Empresa selada por ordem judicial

A têxtil Azincon, que em agosto entrou em processo de insolvência, foi selada por ordem judicial, de modo a garantir integridade do recheio, informou uma representante dos trabalhadores. A medida permitirá ao administrador de insolvência encetar as diligências para salvaguardar o património, nomeadamente as máquinas de trabalho, e aferir as condições que conduziram à falência da empresa vilacondense. O administrador teve a colaboração de funcionárias para catalogar as máquinas, tendo também permitido que resgatassem os objetos pessoais que ainda se encontravam dentro das instalações. Carina Ferreira, porta-voz dos trabalhadores, considera que está em causa uma “insolvência danosa” e espera que o “tribunal faça justiça”, considerando que “não se podem repetir situações como esta em que mais de 130 trabalhadores vão para o desemprego”. A situação da Azincon foi inicialmente denunciada pelo PCP, que revelou que os trabalhadores, na maioria mulheres, não tinham recebido os salários de julho e agosto e as respetivas indemnizações.
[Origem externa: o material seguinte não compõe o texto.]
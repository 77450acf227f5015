//! 5-field cron expression parsing and next-fire computation.

use chrono::{DateTime, Datelike, Duration, Local, Timelike};

use crate::error::{ErrorCode, Result, TaskHubError};

/// One year of minutes; the lookahead bound for `next`.
const MAX_LOOKAHEAD_MINUTES: i64 = 365 * 24 * 60;

fn invalid(msg: impl Into<String>) -> TaskHubError {
    TaskHubError::new(ErrorCode::CronSpecInvalid, msg)
}

/// A parsed `min hour dom month dow` expression supporting `*`, ranges
/// `a-b`, steps `*/n` and `a-b/n`, and comma lists.
#[derive(Debug, Clone)]
pub struct CronExpr {
    minutes: Vec<u32>,
    hours: Vec<u32>,
    days: Vec<u32>,
    months: Vec<u32>,
    /// 0 = Sunday.
    weekdays: Vec<u32>,
}

impl CronExpr {
    pub fn parse(spec: &str) -> Result<CronExpr> {
        let fields: Vec<&str> = spec.split_whitespace().collect();
        if fields.len() != 5 {
            return Err(invalid(format!("cron spec needs exactly 5 fields, got {}", fields.len())));
        }
        Ok(CronExpr {
            minutes: parse_field(fields[0], 0, 59)?,
            hours: parse_field(fields[1], 0, 23)?,
            days: parse_field(fields[2], 1, 31)?,
            months: parse_field(fields[3], 1, 12)?,
            weekdays: parse_field(fields[4], 0, 6)?,
        })
    }

    /// Nearest minute-aligned time strictly after `now` satisfying every
    /// field, bounded by one year of lookahead.
    pub fn next(&self, now: DateTime<Local>) -> Result<DateTime<Local>> {
        let mut minute_ok = [false; 60];
        let mut hour_ok = [false; 24];
        let mut day_ok = [false; 32];
        let mut month_ok = [false; 13];
        let mut weekday_ok = [false; 7];
        for &v in &self.minutes {
            minute_ok[v as usize] = true;
        }
        for &v in &self.hours {
            hour_ok[v as usize] = true;
        }
        for &v in &self.days {
            day_ok[v as usize] = true;
        }
        for &v in &self.months {
            month_ok[v as usize] = true;
        }
        for &v in &self.weekdays {
            weekday_ok[v as usize] = true;
        }

        let base = now
            .with_second(0)
            .and_then(|t| t.with_nanosecond(0))
            .unwrap_or(now)
            + Duration::minutes(1);

        for i in 0..MAX_LOOKAHEAD_MINUTES {
            let candidate = base + Duration::minutes(i);
            if !month_ok[candidate.month() as usize] {
                continue;
            }
            if !day_ok[candidate.day() as usize] {
                continue;
            }
            if !weekday_ok[candidate.weekday().num_days_from_sunday() as usize] {
                continue;
            }
            if !hour_ok[candidate.hour() as usize] {
                continue;
            }
            if !minute_ok[candidate.minute() as usize] {
                continue;
            }
            return Ok(candidate);
        }

        Err(invalid("no matching time within one year"))
    }
}

fn parse_field(field: &str, min: u32, max: u32) -> Result<Vec<u32>> {
    if field.is_empty() {
        return Err(invalid("empty cron field"));
    }

    let mut seen = vec![false; (max - min + 1) as usize];
    for token in field.split(',') {
        if token.is_empty() {
            return Err(invalid("empty cron field token"));
        }
        for v in parse_range(token, min, max)? {
            seen[(v - min) as usize] = true;
        }
    }

    let values: Vec<u32> = seen
        .iter()
        .enumerate()
        .filter_map(|(i, &set)| set.then_some(min + i as u32))
        .collect();
    if values.is_empty() {
        return Err(invalid("cron field produces no values"));
    }
    Ok(values)
}

fn parse_range(token: &str, min: u32, max: u32) -> Result<Vec<u32>> {
    let (base, step) = match token.split_once('/') {
        Some((base, step_str)) => {
            let step: u32 = step_str.parse().map_err(|_| invalid(format!("invalid cron step: {token}")))?;
            if step == 0 {
                return Err(invalid("cron step must be positive"));
            }
            (base, step)
        }
        None => (token, 1),
    };

    let (start, end) = if base == "*" {
        (min, max)
    } else if let Some((lo, hi)) = base.split_once('-') {
        let lo: u32 = lo.parse().map_err(|_| invalid(format!("invalid cron range: {token}")))?;
        let hi: u32 = hi.parse().map_err(|_| invalid(format!("invalid cron range: {token}")))?;
        (lo, hi)
    } else {
        let v: u32 = base.parse().map_err(|_| invalid(format!("invalid cron value: {token}")))?;
        (v, v)
    };

    if start < min || end > max || start > end {
        return Err(invalid(format!("cron range out of bounds: {token}")));
    }

    Ok((start..=end).step_by(step as usize).collect())
}

#[cfg(test)]
mod tests {
    use super::*;
    use chrono::TimeZone;

    fn at(y: i32, mo: u32, d: u32, h: u32, mi: u32) -> DateTime<Local> {
        Local.with_ymd_and_hms(y, mo, d, h, mi, 30).unwrap()
    }

    #[test]
    fn every_minute_advances_to_next_boundary() {
        let expr = CronExpr::parse("* * * * *").unwrap();
        let now = at(2025, 6, 1, 10, 15);
        let next = expr.next(now).unwrap();
        assert!(next > now);
        assert_eq!(next.minute(), 16);
        assert_eq!(next.second(), 0);
    }

    #[test]
    fn steps_ranges_and_lists() {
        assert_eq!(parse_field("*/15", 0, 59).unwrap(), vec![0, 15, 30, 45]);
        assert_eq!(parse_field("1-5/2", 0, 59).unwrap(), vec![1, 3, 5]);
        assert_eq!(parse_field("3,1,59", 0, 59).unwrap(), vec![1, 3, 59]);
        assert_eq!(parse_field("10-12", 0, 23).unwrap(), vec![10, 11, 12]);
    }

    #[test]
    fn specific_time_fields_all_satisfied() {
        // 03:30 on the 15th of every month
        let expr = CronExpr::parse("30 3 15 * *").unwrap();
        let next = expr.next(at(2025, 6, 1, 10, 0)).unwrap();
        assert_eq!((next.day(), next.hour(), next.minute()), (15, 3, 30));
    }

    #[test]
    fn weekday_field() {
        // Sundays at noon
        let expr = CronExpr::parse("0 12 * * 0").unwrap();
        let next = expr.next(at(2025, 6, 2, 0, 0)).unwrap();
        assert_eq!(next.weekday().num_days_from_sunday(), 0);
        assert_eq!(next.hour(), 12);
    }

    #[test]
    fn next_is_strictly_future_even_on_boundary() {
        let expr = CronExpr::parse("* * * * *").unwrap();
        let boundary = Local.with_ymd_and_hms(2025, 6, 1, 10, 15, 0).unwrap();
        let next = expr.next(boundary).unwrap();
        assert_eq!(next, boundary + Duration::minutes(1));
    }

    #[test]
    fn pause_collapses_to_single_future_slot() {
        // After a simulated 3-minute pause, next() from the resumed "now"
        // yields one future slot, not a backlog.
        let expr = CronExpr::parse("*/1 * * * *").unwrap();
        let before_pause = at(2025, 6, 1, 10, 0);
        let resumed = before_pause + Duration::minutes(3);
        let next = expr.next(resumed).unwrap();
        assert!(next > resumed);
        assert_eq!(next.minute(), 4);
    }

    #[test]
    fn rejects_malformed_specs() {
        assert!(CronExpr::parse("* * * *").is_err());
        assert!(CronExpr::parse("61 * * * *").is_err());
        assert!(CronExpr::parse("*/0 * * * *").is_err());
        assert!(CronExpr::parse("5-2 * * * *").is_err());
        assert!(CronExpr::parse("a * * * *").is_err());
    }
}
O BE instou o Governo a tomar “medidas urgentes” para apoiar os despedidos. A Câmara de Vila do Conde, após uma reunião com um grupo de trabalhadores e representantes do Instituto de Emprego e Formação Profissional, garantiu apoio social e a criação de uma linha especial de atendimento. O grupo parlamentar do PS anunciou que vai averiguar “a legitimidade e boa-fé do processo de insolvência” da empresa. Para o dia 7 de outubro está agendada uma assembleia de credores.